**Instructions for the task:** Write out the data exactly from its first line onward, ending with the line in which "use crate::proxy::ConnectorProxy;" appears.

**Material provided:**
//! Governed proxy (C9): the orchestration wrapper that puts every other
//! component in this crate behind one governed entry point — risk
//! classification, optional policy evaluation, dispatch through the
//! proxy, trust-ledger feedback, and receipt emission.

use crate::proxy::ConnectorProxy;
use crate::registry::ConnectorRegistry;
use cplane_core::{Capability, ConnectorResponse, ResponseBody, RiskTier, Scope};
use cplane_governance::policy::{PolicyEngine, PolicyIntent, RiskLevel};
use cplane_governance::receipt::{Receipt, ReceiptRouter};
use cplane_governance::risk_classifier::RiskClassifier;
use cplane_governance::trust_ledger::TrustLedger;
use std::collections::HashMap;
use std::sync::Arc;

const EXTERNAL_SCOPE: Scope = Scope::External;

pub struct GovernedConnectorProxy {
    registry: Arc<ConnectorRegistry>,
    proxy: Arc<ConnectorProxy>,
    classifier: Arc<RiskClassifier>,
    policy_engine: Option<Arc<PolicyEngine>>,
    receipts: Arc<ReceiptRouter>,
    trust_ledger: Option<Arc<TrustLedger>>,
}

impl GovernedConnectorProxy {
    pub fn new(
        registry: Arc<ConnectorRegistry>,
        proxy: Arc<ConnectorProxy>,
        classifier: Arc<RiskClassifier>,
        receipts: Arc<ReceiptRouter>,
    ) -> Self {
        Self {
            registry,
            proxy,
            classifier,
            policy_engine: None,
            receipts,
            trust_ledger: None,
        }
    }

    pub fn with_policy_engine(mut self, engine: Arc<PolicyEngine>) -> Self {
        self.policy_engine = Some(engine);
        self
    }

    pub fn with_trust_ledger(mut self, ledger: Arc<TrustLedger>) -> Self {
        self.trust_ledger = Some(ledger);
        self
    }

    /// Copy every operation's `default_tier` into the classifier's
    /// defaults table, keyed by `full_capability_id`.
    pub fn register_connector_tiers(&self, connector_id: &str) -> Result<(), String> {
        let operations = self
            .registry
            .get_operations(connector_id)
            .map_err(|e| e.to_string())?;
        for operation in operations {
            self.classifier
                .register_default_tier(&operation.full_capability_id(), operation.default_tier);
        }
        Ok(())
    }

    pub fn get_operation_tier(&self, connector_id: &str, operation_id: &str) -> RiskTier {
        let capability = Capability::for_operation(connector_id, operation_id);
        self.classifier.default_tier_for(capability.as_str())
    }

    pub async fn execute_governed(
        &self,
        connector_id: &str,
        operation_id: &str,
        params: &HashMap<String, serde_json::Value>,
    ) -> ConnectorResponse {
        let operation = match self.registry.get_operation(connector_id, operation_id) {
            Ok(op) => op,
            Err(e) => return error_response(connector_id, operation_id, e.to_string()),
        };

        let capability_id = operation.full_capability_id();
        let profile = self.classifier.classify(&capability_id, EXTERNAL_SCOPE, None);

        if let Some(policy_engine) = &self.policy_engine {
            let intent = PolicyIntent {
                capability: capability_id.clone(),
                risk_level: RiskLevel::from_tier(profile.tier),
            };
            let verdict = policy_engine.evaluate(&intent);
            if !verdict.allowed {
                return error_response(
                    connector_id,
                    operation_id,
                    format!("denied by policy: {}", verdict.reasons.join("; ")),
                );
            }
        }

        let connector_result = match self
            .registry
            .with_connector(connector_id, |c| c.execute(operation_id, params))
        {
            Ok(Ok(result)) => result,
            Ok(Err(e)) => return error_response(connector_id, operation_id, e.to_string()),
            Err(e) => return error_response(connector_id, operation_id, e.to_string()),
        };

        let mut response = self.proxy.execute(connector_result).await;

        let capability = Capability::from(capability_id.clone());
        if let Some(ledger) = &self.trust_ledger {
            if response.success {
                ledger.record_success(&capability, EXTERNAL_SCOPE);
            } else {
                ledger.record_failure(&capability, EXTERNAL_SCOPE);
            }
        }

        let receipt = Receipt::new(
            connector_id,
            operation_id,
            &capability_id,
            profile.tier,
            response.status_code,
            response.success,
        );
        response.receipt_id = receipt.receipt_id.clone();
        self.receipts.route(receipt);

        response
    }

    /// Records a rollback event in the trust ledger for the capability
    /// behind `connector_id`/`operation_id`.
    pub fn handle_rollback(&self, connector_id: &str, operation_id: &str, scope: Scope) {
        let Some(ledger) = &self.trust_ledger else { return };
        let Ok(operation) = self.registry.get_operation(connector_id, operation_id) else {
            return;
        };
        let capability = Capability::from(operation.full_capability_id());
        ledger.handle_rollback(&capability, scope);
    }
}

fn error_response(connector_id: &str, operation_id: &str, error: String) -> ConnectorResponse {
    ConnectorResponse {
        operation_id: operation_id.to_string(),
        connector_id: connector_id.to_string(),
        status_code: 0,
        headers: HashMap::new(),
        body: ResponseBody::Empty,
        elapsed_ms: 0.0,
        success: false,
        error,
        receipt_id: String::new(),
    }
}

#[cfg(test)]
mod tests {
    use super::*;
    use cplane_config::{CatalogConfig, GovernanceConfig, VaultAuditSection, VaultConfig, VaultEncryptionSection, VaultStorageSection};
    use cplane_connectors::EchoConnector;
    use cplane_vault::CredentialVault;

    fn test_vault(dir: &std::path::Path) -> Arc<CredentialVault> {
        Arc::new(CredentialVault::new(&VaultConfig {
            storage: VaultStorageSection {
                path: dir.join("vault.db"),
                backup_path: dir.join("vault.db.bak"),
            },
            encryption: VaultEncryptionSection {
                key_env_var: "CPLANE_TEST_GOVERNED_PROXY_KEY_UNUSED".into(),
            },
            audit: VaultAuditSection {
                log_access: false,
                log_path: dir.join("audit.log"),
            },
        }))
    }

    #[tokio::test]
    async fn unknown_connector_returns_error_response_not_panic() {
        let dir = tempfile::tempdir().unwrap();
        let registry = Arc::new(ConnectorRegistry::new(CatalogConfig::default()));
        let vault = test_vault(dir.path());
        let proxy = Arc::new(ConnectorProxy::new(registry.clone(), vault));
        let classifier = Arc::new(RiskClassifier::new(&GovernanceConfig::default()));
        let receipts = Arc::new(ReceiptRouter::new(10));
        let governed = GovernedConnectorProxy::new(registry, proxy, classifier, receipts);

        let response = governed.execute_governed("nope", "op", &HashMap::new()).await;
        assert!(!response.success);
        assert_eq!(response.status_code, 0);
    }

    #[tokio::test]
    async fn register_connector_tiers_seeds_classifier_defaults() {
        let dir = tempfile::tempdir().unwrap();
        let registry = Arc::new(ConnectorRegistry::new(CatalogConfig::default()));
        registry.register(Box::new(EchoConnector::new())).unwrap();
        let vault = test_vault(dir.path());
        let proxy = Arc::new(ConnectorProxy::new(registry.clone(), vault));
        let classifier = Arc::new(RiskClassifier::new(&GovernanceConfig::default()));
        let receipts = Arc::new(ReceiptRouter::new(10));
        let governed = GovernedConnectorProxy::new(registry, proxy, classifier, receipts);

        governed.register_connector_tiers("echo").unwrap();
        assert_eq!(governed.get_operation_tier("echo", "get_anything"), RiskTier::T0Inert);
    }
}
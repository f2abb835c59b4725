//! Policy engine (C13): the optional collaborator consulted by the
//! governed proxy before dispatch. Rule-based: `{capability_pattern,
//! max_risk_level, action}` evaluated in order, first match wins,
//! default allow.

use cplane_config::{GovernanceConfig, PolicyRuleConfig};
use cplane_core::RiskTier;
use globset::{Glob, GlobMatcher};

/// Coarse risk band used for policy matching: T0/T1 -> low, T2 ->
/// medium, T3 -> high.
#[derive(Debug, Clone, Copy, PartialEq, Eq, PartialOrd, Ord)]
pub enum RiskLevel {
    Low,
    Medium,
    High,
}

impl RiskLevel {
    pub fn from_tier(tier: RiskTier) -> Self {
        match tier {
            RiskTier::T0Inert | RiskTier::T1Reversible => Self::Low,
            RiskTier::T2Controlled => Self::Medium,
            RiskTier::T3Irreversible => Self::High,
        }
    }

    fn parse(s: &str) -> Option<Self> {
        match s.to_ascii_lowercase().as_str() {
            "low" => Some(Self::Low),
            "medium" => Some(Self::Medium),
            "high" => Some(Self::High),
            _ => None,
        }
    }

    fn label(self) -> &'static str {
        match self {
            Self::Low => "low",
            Self::Medium => "medium",
            Self::High => "high",
        }
    }
}

/// A policy intent submitted by the governed proxy before dispatch.
#[derive(Debug, Clone)]
pub struct PolicyIntent {
    pub capability: String,
    pub risk_level: RiskLevel,
}

/// The engine's decision. Reasons name rules and capabilities only —
/// they must never carry secret material.
#[derive(Debug, Clone)]
pub struct Verdict {
    pub allowed: bool,
    pub reasons: Vec<String>,
}

impl Verdict {
    fn allow() -> Self {
        Self {
            allowed: true,
            reasons: Vec::new(),
        }
    }
}

struct CompiledRule {
    pattern: String,
    matcher: GlobMatcher,
    max_risk_level: RiskLevel,
    action: String,
}

/// Rule-based policy evaluator.
///
/// A rule applies to an intent when the capability matches its glob
/// pattern *and* the intent's risk level is at or below the rule's
/// `max_risk_level` — the field names the ceiling the rule governs, not
/// a trigger threshold. The first applicable rule's action wins;
/// falling off the end of the list (or having no rules configured)
/// allows the action.
pub struct PolicyEngine {
    rules: Vec<CompiledRule>,
}

impl PolicyEngine {
    pub fn from_config(config: &GovernanceConfig) -> Self {
        let rules = config
            .policy
            .as_ref()
            .map(|p| p.rules.as_slice())
            .unwrap_or(&[])
            .iter()
            .filter_map(Self::compile_rule)
            .collect();
        Self { rules }
    }

    pub fn empty() -> Self {
        Self { rules: Vec::new() }
    }

    fn compile_rule(rule: &PolicyRuleConfig) -> Option<CompiledRule> {
        let matcher = Glob::new(&rule.capability_pattern).ok()?.compile_matcher();
        let max_risk_level = RiskLevel::parse(&rule.max_risk_level)?;
        Some(CompiledRule {
            pattern: rule.capability_pattern.clone(),
            matcher,
            max_risk_level,
            action: rule.action.clone(),
        })
    }

    pub fn evaluate(&self, intent: &PolicyIntent) -> Verdict {
        for rule in &self.rules {
            if !rule.matcher.is_match(&intent.capability) {
                continue;
            }
            if intent.risk_level > rule.max_risk_level {
                continue;
            }
            return match rule.action.as_str() {
                "deny" => Verdict {
                    allowed: false,
                    reasons: vec![format!(
                        "policy rule '{}' denies '{}' at risk level {}",
                        rule.pattern,
                        intent.capability,
                        intent.risk_level.label()
                    )],
                },
                _ => Verdict::allow(),
            };
        }
        Verdict::allow()
    }
}

#[cfg(test)]
mod tests {
    use super::*;
    use cplane_config::{GovernanceConfig, PolicyRuleConfig, PolicySection};

    fn intent(capability: &str, level: RiskLevel) -> PolicyIntent {
        PolicyIntent {
            capability: capability.to_string(),
            risk_level: level,
        }
    }

    #[test]
    fn no_rules_defaults_to_allow() {
        let engine = PolicyEngine::from_config(&GovernanceConfig::default());
        let verdict = engine.evaluate(&intent("connector.slack.post_message", RiskLevel::High));
        assert!(verdict.allowed);
        assert!(verdict.reasons.is_empty());
    }

    #[test]
    fn matching_deny_rule_blocks_and_explains() {
        let mut config = GovernanceConfig::default();
        config.policy = Some(PolicySection {
            rules: vec![PolicyRuleConfig {
                capability_pattern: "connector.slack.*".into(),
                max_risk_level: "high".into(),
                action: "deny".into(),
            }],
        });
        let engine = PolicyEngine::from_config(&config);
        let verdict = engine.evaluate(&intent("connector.slack.delete_message", RiskLevel::High));
        assert!(!verdict.allowed);
        assert_eq!(verdict.reasons.len(), 1);
        assert!(verdict.reasons[0].contains("connector.slack.delete_message"));
    }

    #[test]
    fn rule_with_lower_ceiling_does_not_apply_to_higher_risk() {
        let mut config = GovernanceConfig::default();
        config.policy = Some(PolicySection {
            rules: vec![PolicyRuleConfig {
                capability_pattern: "connector.slack.*".into(),
                max_risk_level: "low".into(),
                action: "deny".into(),
            }],
        });
        let engine = PolicyEngine::from_config(&config);
        let verdict = engine.evaluate(&intent("connector.slack.post_message", RiskLevel::High));
        assert!(verdict.allowed);
    }

    #[test]
    fn non_matching_pattern_falls_through_to_default_allow() {
        let mut config = GovernanceConfig::default();
        config.policy = Some(PolicySection {
            rules: vec![PolicyRuleConfig {
                capability_pattern: "connector.discord.*".into(),
                max_risk_level: "high".into(),
                action: "deny".into(),
            }],
        });
        let engine = PolicyEngine::from_config(&config);
        let verdict = engine.evaluate(&intent("connector.slack.post_message", RiskLevel::High));
        assert!(verdict.allowed);
    }

    #[test]
    fn first_match_wins_over_later_rules() {
        let mut config = GovernanceConfig::default();
        config.policy = Some(PolicySection {
            rules: vec![
                PolicyRuleConfig {
                    capability_pattern: "connector.slack.*".into(),
                    max_risk_level: "high".into(),
                    action: "allow".into(),
                },
                PolicyRuleConfig {
                    capability_pattern: "connector.slack.*".into(),
                    max_risk_level: "high".into(),
                    action: "deny".into(),
                },
            ],
        });
        let engine = PolicyEngine::from_config(&config);
        let verdict = engine.evaluate(&intent("connector.slack.post_message", RiskLevel::Medium));
        assert!(verdict.allowed);
    }

    #[test]
    fn risk_level_from_tier_mapping() {
        assert_eq!(RiskLevel::from_tier(RiskTier::T0Inert), RiskLevel::Low);
        assert_eq!(RiskLevel::from_tier(RiskTier::T1Reversible), RiskLevel::Low);
        assert_eq!(RiskLevel::from_tier(RiskTier::T2Controlled), RiskLevel::Medium);
        assert_eq!(RiskLevel::from_tier(RiskTier::T3Irreversible), RiskLevel::High);
    }
}
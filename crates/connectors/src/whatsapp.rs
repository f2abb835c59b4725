//! WhatsApp Business Cloud API connector. `phone_number_id` and
//! `api_version` are construction-time configuration, not per-call
//! parameters — mirrors the account-scoped nature of a WABA number.

use crate::base::{opt_str, require_str, Connector, ConnectorState};
use crate::util::accept_and_content_json_headers;
use cplane_core::{
    CapabilityClass, ConnectorManifest, ConnectorOperation, ConnectorResult, ConnectorSource,
    ConnectorStatus, CredentialSpec, HttpMethod, ModelError, ParameterSpec, RequestBody, RiskTier,
};
use cplane_vault::CredentialVault;
use serde_json::json;
use std::collections::HashMap;

const DEFAULT_API_VERSION: &str = "v21.0";

pub struct WhatsAppConnector {
    state: ConnectorState,
    phone_number_id: String,
    api_version: String,
}

impl WhatsAppConnector {
    pub fn new(phone_number_id: impl Into<String>, api_version: Option<String>) -> Self {
        let manifest = ConnectorManifest {
            id: "whatsapp".into(),
            name: "WhatsApp Business Integration".into(),
            version: "1.0.0".into(),
            author: "lancelot".into(),
            source: ConnectorSource::FirstParty,
            description: "WhatsApp Business Cloud API for messaging via Meta's Graph API".into(),
            target_domains: vec!["graph.facebook.com".into()],
            required_credentials: vec![CredentialSpec {
                name: "whatsapp_access_token".into(),
                credential_type: "oauth_token".into(),
                vault_key: "whatsapp.access_token".into(),
                required: true,
                scopes: vec!["whatsapp_business_messaging".into()],
            }],
            data_reads: vec!["Media attachments".into(), "Business profile".into()],
            data_writes: vec!["Outbound text/template/media/interactive messages".into(), "Read receipts".into()],
            does_not_access: vec!["Contact lists".into(), "Group metadata".into(), "Call logs".into()],
        };
        Self {
            state: ConnectorState::new(manifest),
            phone_number_id: phone_number_id.into(),
            api_version: api_version.unwrap_or_else(|| DEFAULT_API_VERSION.to_string()),
        }
    }

    fn base(&self) -> String {
        format!("https://graph.facebook.com/{}/{}", self.api_version, self.phone_number_id)
    }
}

fn op(
    id: &str,
    capability: CapabilityClass,
    name: &str,
    description: &str,
    default_tier: RiskTier,
    idempotent: bool,
    parameters: Vec<ParameterSpec>,
) -> ConnectorOperation {
    ConnectorOperation {
        id: id.into(),
        connector_id: "whatsapp".into(),
        capability,
        name: name.into(),
        description: description.into(),
        default_tier,
        parameters,
        idempotent,
        reversible: false,
        rollback_operation_id: String::new(),
    }
}

fn param(name: &str, param_type: &str, required: bool, default: Option<serde_json::Value>) -> ParameterSpec {
    ParameterSpec {
        name: name.into(),
        param_type: param_type.into(),
        required,
        description: String::new(),
        default,
    }
}

fn parse_json_object_or_default(raw: Option<&str>) -> serde_json::Value {
    raw.and_then(|s| serde_json::from_str::<serde_json::Value>(s).ok())
        .unwrap_or_else(|| json!({}))
}

impl Connector for WhatsAppConnector {
    fn manifest(&self) -> &ConnectorManifest {
        self.state.manifest()
    }

    fn status(&self) -> ConnectorStatus {
        self.state.status()
    }

    fn set_status(&self, status: ConnectorStatus) {
        self.state.set_status(status);
    }

    fn get_operations(&self) -> Vec<ConnectorOperation> {
        vec![
            op(
                "send_text_message",
                CapabilityClass::Write,
                "Send Text Message",
                "Send a free-form text message (requires an open 24h customer service window)",
                RiskTier::T3Irreversible,
                false,
                vec![param("to", "str", true, None), param("text", "str", true, None)],
            ),
            op(
                "send_template_message",
                CapabilityClass::Write,
                "Send Template Message",
                "Send a pre-approved message template, usable outside the service window",
                RiskTier::T2Controlled,
                false,
                vec![
                    param("to", "str", true, None),
                    param("template_name", "str", true, None),
                    param("language_code", "str", false, Some(json!("en_US"))),
                    param("components", "str", false, Some(json!(""))),
                ],
            ),
            op(
                "send_media_message",
                CapabilityClass::Write,
                "Send Media Message",
                "Send an image, video, document, or audio message",
                RiskTier::T3Irreversible,
                false,
                vec![
                    param("to", "str", true, None),
                    param("media_type", "str", true, None),
                    param("media_id", "str", true, None),
                    param("caption", "str", false, Some(json!(""))),
                ],
            ),
            op(
                "send_interactive_message",
                CapabilityClass::Write,
                "Send Interactive Message",
                "Send a button or list interactive message",
                RiskTier::T3Irreversible,
                false,
                vec![
                    param("to", "str", true, None),
                    param("interactive_type", "str", true, None),
                    param("body_text", "str", true, None),
                    param("action", "str", false, Some(json!("{}"))),
                ],
            ),
            op(
                "mark_read",
                CapabilityClass::Write,
                "Mark Read",
                "Mark an inbound message as read",
                RiskTier::T0Inert,
                false,
                vec![param("message_id", "str", true, None)],
            ),
            op(
                "get_media",
                CapabilityClass::Read,
                "Get Media",
                "Retrieve a media object's download URL",
                RiskTier::T1Reversible,
                true,
                vec![param("media_id", "str", true, None)],
            ),
            op(
                "upload_media",
                CapabilityClass::Write,
                "Upload Media",
                "Upload a media file for later use in a message",
                RiskTier::T2Controlled,
                false,
                vec![param("file_path", "str", true, None), param("mime_type", "str", true, None)],
            ),
            op(
                "get_business_profile",
                CapabilityClass::Read,
                "Get Business Profile",
                "Get the WhatsApp Business profile details",
                RiskTier::T0Inert,
                true,
                vec![],
            ),
        ]
    }

    fn execute(
        &self,
        operation_id: &str,
        params: &HashMap<String, serde_json::Value>,
    ) -> Result<ConnectorResult, ModelError> {
        let cred_key = "whatsapp.access_token".to_string();
        let base = self.base();

        let result = match operation_id {
            "send_text_message" => {
                let to = require_str(params, operation_id, "to")?;
                let text = require_str(params, operation_id, "text")?;
                let mut metadata = HashMap::new();
                metadata.insert("requires_template_outside_window".to_string(), json!(true));
                ConnectorResult {
                    operation_id: operation_id.into(),
                    connector_id: "whatsapp".into(),
                    method: HttpMethod::Post,
                    url: format!("{base}/messages"),
                    headers: accept_and_content_json_headers(),
                    body: RequestBody::Json(json!({
                        "messaging_product": "whatsapp",
                        "to": to,
                        "type": "text",
                        "text": {"body": text},
                    })),
                    timeout_seconds: 30,
                    credential_vault_key: cred_key,
                    metadata,
                }
            }
            "send_template_message" => {
                let to = require_str(params, operation_id, "to")?;
                let template_name = require_str(params, operation_id, "template_name")?;
                let language_code = opt_str(params, "language_code").unwrap_or("en_US");
                let components = parse_json_object_or_default(opt_str(params, "components"));
                let mut template = json!({
                    "name": template_name,
                    "language": {"code": language_code},
                });
                if components.is_object() && !components.as_object().unwrap().is_empty() {
                    template["components"] = components;
                }
                ConnectorResult {
                    operation_id: operation_id.into(),
                    connector_id: "whatsapp".into(),
                    method: HttpMethod::Post,
                    url: format!("{base}/messages"),
                    headers: accept_and_content_json_headers(),
                    body: RequestBody::Json(json!({
                        "messaging_product": "whatsapp",
                        "to": to,
                        "type": "template",
                        "template": template,
                    })),
                    timeout_seconds: 30,
                    credential_vault_key: cred_key,
                    metadata: HashMap::new(),
                }
            }
            "send_media_message" => {
                let to = require_str(params, operation_id, "to")?;
                let media_type = require_str(params, operation_id, "media_type")?;
                let media_id = require_str(params, operation_id, "media_id")?;
                let mut media_object = json!({"id": media_id});
                if let Some(caption) = opt_str(params, "caption").filter(|s| !s.is_empty()) {
                    media_object["caption"] = json!(caption);
                }
                let mut body = json!({
                    "messaging_product": "whatsapp",
                    "to": to,
                    "type": media_type,
                });
                body[media_type] = media_object;
                ConnectorResult {
                    operation_id: operation_id.into(),
                    connector_id: "whatsapp".into(),
                    method: HttpMethod::Post,
                    url: format!("{base}/messages"),
                    headers: accept_and_content_json_headers(),
                    body: RequestBody::Json(body),
                    timeout_seconds: 30,
                    credential_vault_key: cred_key,
                    metadata: HashMap::new(),
                }
            }
            "send_interactive_message" => {
                let to = require_str(params, operation_id, "to")?;
                let interactive_type = require_str(params, operation_id, "interactive_type")?;
                let body_text = require_str(params, operation_id, "body_text")?;
                let action = parse_json_object_or_default(opt_str(params, "action"));
                ConnectorResult {
                    operation_id: operation_id.into(),
                    connector_id: "whatsapp".into(),
                    method: HttpMethod::Post,
                    url: format!("{base}/messages"),
                    headers: accept_and_content_json_headers(),
                    body: RequestBody::Json(json!({
                        "messaging_product": "whatsapp",
                        "to": to,
                        "type": "interactive",
                        "interactive": {
                            "type": interactive_type,
                            "body": {"text": body_text},
                            "action": action,
                        },
                    })),
                    timeout_seconds: 30,
                    credential_vault_key: cred_key,
                    metadata: HashMap::new(),
                }
            }
            "mark_read" => {
                let message_id = require_str(params, operation_id, "message_id")?;
                ConnectorResult {
                    operation_id: operation_id.into(),
                    connector_id: "whatsapp".into(),
                    method: HttpMethod::Post,
                    url: format!("{base}/messages"),
                    headers: accept_and_content_json_headers(),
                    body: RequestBody::Json(json!({
                        "messaging_product": "whatsapp",
                        "status": "read",
                        "message_id": message_id,
                    })),
                    timeout_seconds: 30,
                    credential_vault_key: cred_key,
                    metadata: HashMap::new(),
                }
            }
            "get_media" => {
                let media_id = require_str(params, operation_id, "media_id")?;
                ConnectorResult {
                    operation_id: operation_id.into(),
                    connector_id: "whatsapp".into(),
                    method: HttpMethod::Get,
                    url: format!("https://graph.facebook.com/{}/{}", self.api_version, media_id),
                    headers: accept_and_content_json_headers(),
                    body: RequestBody::Empty,
                    timeout_seconds: 30,
                    credential_vault_key: cred_key,
                    metadata: HashMap::new(),
                }
            }
            "upload_media" => {
                let file_path = require_str(params, operation_id, "file_path")?;
                let mime_type = require_str(params, operation_id, "mime_type")?;
                let mut headers = accept_and_content_json_headers();
                headers.insert("Content-Type".to_string(), mime_type.to_string());
                ConnectorResult {
                    operation_id: operation_id.into(),
                    connector_id: "whatsapp".into(),
                    method: HttpMethod::Post,
                    url: format!("{base}/media"),
                    headers,
                    body: RequestBody::Json(json!({"file": file_path})),
                    timeout_seconds: 30,
                    credential_vault_key: cred_key,
                    metadata: HashMap::new(),
                }
            }
            "get_business_profile" => ConnectorResult {
                operation_id: operation_id.into(),
                connector_id: "whatsapp".into(),
                method: HttpMethod::Get,
                url: format!("{base}/whatsapp_business_profile"),
                headers: accept_and_content_json_headers(),
                body: RequestBody::Empty,
                timeout_seconds: 30,
                credential_vault_key: cred_key,
                metadata: HashMap::new(),
            },
            other => {
                return Err(ModelError::InvalidOperation {
                    connector_id: "whatsapp".into(),
                    operation_id: other.into(),
                    reason: "unknown operation".into(),
                })
            }
        };
        Ok(result)
    }

    fn validate_credentials(&self, vault: &CredentialVault) -> bool {
        vault.exists("whatsapp.access_token")
    }
}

**Response:**
//! Governed proxy (C9): the orchestration wrapper that puts every other
//! component in this crate behind one governed entry point — risk
//! classification, optional policy evaluation, dispatch through the
//! proxy, trust-ledger feedback, and receipt emission.

use crate::proxy::ConnectorProxy;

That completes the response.